Saved entries

------------------------------

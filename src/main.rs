//! emu-migrate - EMu to ReCollect migration tool
//!
//! One subcommand per EMu export, each writing template-shaped batches and a
//! run log into the output directory.

use std::path::{Path, PathBuf};

use anyhow::{Context, Result};
use clap::{Args, Parser, Subcommand};
use tracing_subscriber::{layer::SubscriberExt, util::SubscriberInitExt};

use emu_migrate::{
    config::AppConfig,
    emu,
    models::{report::NODE_TITLE, AuditLogIndex, NodeReport, TemplateStore},
    services::{
        batch::BatchOptions,
        derivatives::DerivativePool,
        pipeline::{Migration, RunSummary},
        replacer::MultimediaReplacer,
        Services,
    },
};

/// Command-line arguments for emu-migrate
#[derive(Parser, Debug)]
#[command(name = "emu-migrate")]
#[command(about = "Migrate EMu XML exports into ReCollect import batches")]
#[command(version)]
struct Cli {
    #[command(flatten)]
    run: RunArgs,

    #[command(subcommand)]
    command: Command,
}

#[derive(Args, Debug)]
struct RunArgs {
    /// Directory receiving batches, assets and the run log
    #[arg(short, long, default_value = "output", global = true)]
    output: PathBuf,

    /// EMu audit log export to attach per-record change history from
    #[arg(long, global = true, env = "EMU_AUDIT_LOG")]
    audit: Option<PathBuf>,

    /// Batch identifier used in spreadsheet and log names
    #[arg(long, global = true)]
    batch_id: Option<String>,

    /// Extra configuration file layered over config/default.toml
    #[arg(short, long, global = true)]
    config: Option<PathBuf>,
}

#[derive(Subcommand, Debug)]
enum Command {
    /// Convert catalogue items
    Items {
        /// ecatalogue XML export
        input: PathBuf,
        /// ReCollect accession report used to name item accessions
        #[arg(long)]
        report: Option<PathBuf>,
    },
    /// Convert series and accessions, merging in accession lots
    Recordsets {
        /// ecatalogue XML export
        input: PathBuf,
        /// eaccessionlots XML export
        #[arg(long)]
        lots: Option<PathBuf>,
    },
    /// Convert people and organisations
    Agents {
        /// eparties XML export
        input: PathBuf,
    },
    /// Convert storage units
    Units {
        /// elocations XML export
        input: PathBuf,
    },
    /// Convert deposit agreements
    Agreements {
        /// emultimedia XML export
        input: PathBuf,
    },
    /// Generate JPEG derivatives for every master image under a folder
    Jpegs {
        /// Folder of tif/dng masters
        source: PathBuf,
    },
    /// Replace undersized multimedia images with fresh derivatives of
    /// their master TIFs
    Replace {
        /// ecatalogue XML export with multimedia references
        input: PathBuf,
        /// Longest side, in pixels, below which an image is replaced
        #[arg(long)]
        min_size: Option<u32>,
    },
    /// Print every record of an export as flat `field: value` lines
    Dump {
        input: PathBuf,
        /// Only print the record with this irn
        #[arg(long)]
        irn: Option<String>,
    },
    /// Check template headers against a base template
    Templates {
        #[arg(long, default_value = "item")]
        base: String,
        /// Templates to check; all of them when omitted
        names: Vec<String>,
    },
}

#[tokio::main]
async fn main() -> Result<()> {
    dotenvy::dotenv().ok();
    let cli = Cli::parse();

    let config = AppConfig::load(cli.run.config.as_deref()).context("Failed to load configuration")?;
    let batch_id = cli
        .run
        .batch_id
        .clone()
        .unwrap_or_else(|| uuid::Uuid::new_v4().simple().to_string());

    std::fs::create_dir_all(&cli.run.output)
        .with_context(|| format!("Failed to create {}", cli.run.output.display()))?;
    let _guard = init_logging(&config, &cli.run.output, &batch_id);

    tracing::info!("Starting emu-migrate v{}, batch {}", env!("CARGO_PKG_VERSION"), batch_id);

    match cli.command {
        Command::Jpegs { source } => {
            let services = Services::new(&config.assets);
            let pool = DerivativePool::new(
                services.deriver.clone(),
                config.assets.derivative_dimension,
                config.assets.derivative_workers,
            );
            let summary = pool.run(&source, &cli.run.output).await?;
            if !summary.failed.is_empty() {
                anyhow::bail!("{} derivatives failed", summary.failed.len());
            }
            Ok(())
        }
        Command::Replace { input, min_size } => {
            let min_size = min_size.unwrap_or(config.assets.replace_min_dimension);
            let output = cli.run.output.clone();
            tokio::task::spawn_blocking(move || replace(&config, &input, &output, min_size))
                .await
                .context("Replacement task failed")?
        }
        Command::Dump { input, irn } => dump(&input, irn.as_deref()),
        Command::Templates { base, names } => check_templates(&config, &base, &names),
        command => {
            let summary = tokio::task::spawn_blocking(move || migrate(&config, &cli.run, &batch_id, command))
                .await
                .context("Migration task failed")??;
            for batch in &summary.batches {
                tracing::info!("Wrote {} ({} rows)", batch.sheet.display(), batch.rows);
            }
            Ok(())
        }
    }
}

/// Console plus `<output>/<batch_id>.log` logging. The returned guard
/// flushes the file writer on drop.
fn init_logging(
    config: &AppConfig,
    output: &Path,
    batch_id: &str,
) -> tracing_appender::non_blocking::WorkerGuard {
    let filter = tracing_subscriber::EnvFilter::try_from_default_env()
        .unwrap_or_else(|_| format!("emu_migrate={}", config.logging.level).into());

    let file = tracing_appender::rolling::never(output, format!("{}.log", batch_id));
    let (writer, guard) = tracing_appender::non_blocking(file);

    tracing_subscriber::registry()
        .with(filter)
        .with(tracing_subscriber::fmt::layer())
        .with(tracing_subscriber::fmt::layer().with_ansi(false).with_writer(writer))
        .init();
    guard
}

fn migrate(config: &AppConfig, run: &RunArgs, batch_id: &str, command: Command) -> Result<RunSummary> {
    let services = Services::new(&config.assets);
    let templates = TemplateStore::load(&config.templates)
        .with_context(|| format!("Failed to load templates from {}", config.templates.dir.display()))?;
    let audit = run
        .audit
        .as_deref()
        .map(AuditLogIndex::load)
        .transpose()
        .context("Failed to load audit log")?;

    let mut migration = Migration::new(&services, templates, audit.as_ref(), &run.output)?;
    let options = BatchOptions::new(batch_id);
    let options = match command {
        Command::Items { input, report } => {
            let report = report
                .as_deref()
                .map(NodeReport::load)
                .transpose()
                .context("Failed to load accession report")?;
            migration.items(&read(&input)?, report.as_ref());
            options.sorted_by("Identifier")
        }
        Command::Recordsets { input, lots } => {
            let lots = match lots {
                Some(path) => read(&path)?,
                None => Vec::new(),
            };
            migration.recordsets(&read(&input)?, &lots);
            options.sorted_by("Identifier")
        }
        Command::Agents { input } => {
            migration.agents(&read(&input)?);
            options.sorted_by(NODE_TITLE)
        }
        Command::Units { input } => {
            migration.units(&read(&input)?);
            options.sorted_by(NODE_TITLE)
        }
        Command::Agreements { input } => {
            migration.agreements(&read(&input)?);
            options.sorted_by(NODE_TITLE)
        }
        other => anyhow::bail!("{:?} is not a migration", other),
    };
    Ok(migration.finish(&options)?)
}

fn replace(config: &AppConfig, input: &Path, output: &Path, min_size: u32) -> Result<()> {
    let services = Services::new(&config.assets);
    let replacer = MultimediaReplacer::new(
        services.locator.as_ref(),
        services.deriver.as_ref(),
        config.assets.derivative_dimension,
        min_size,
    );
    let replacements = replacer.run(&read(input)?, output);
    for path in replacements.write(output, services.sink.as_ref())? {
        tracing::info!("Wrote {}", path.display());
    }
    Ok(())
}

fn read(path: &Path) -> Result<Vec<emu::EmuRecord>> {
    let records = emu::read_path(path).with_context(|| format!("Failed to read {}", path.display()))?;
    tracing::info!("Read {} records from {}", records.len(), path.display());
    Ok(records)
}

fn dump(input: &Path, irn: Option<&str>) -> Result<()> {
    for record in read(input)? {
        if irn.is_some() && record.irn() != irn {
            continue;
        }
        for (field, value) in record.flatten() {
            println!("{}: {}", field, value);
        }
        println!();
    }
    Ok(())
}

fn check_templates(config: &AppConfig, base: &str, names: &[String]) -> Result<()> {
    let store = TemplateStore::load(&config.templates)?;
    let base = store.get(base)?;
    let names: Vec<&str> = if names.is_empty() {
        store.names().collect()
    } else {
        names.iter().map(String::as_str).collect()
    };
    let mut problems = 0;
    for name in names {
        let template = store.get(name)?;
        for issue in TemplateStore::compare(base, template) {
            tracing::warn!("{}: {}", name, issue);
            problems += 1;
        }
    }
    tracing::info!("{} header issues found", problems);
    Ok(())
}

------------------------------

**WORK REQUIRED:** Lines above with "Wrote" in them are the ones to copy.

**ANSWER SPACE:**
                tracing::info!("Wrote {} ({} rows)", batch.sheet.display(), batch.rows);
        tracing::info!("Wrote {}", path.display());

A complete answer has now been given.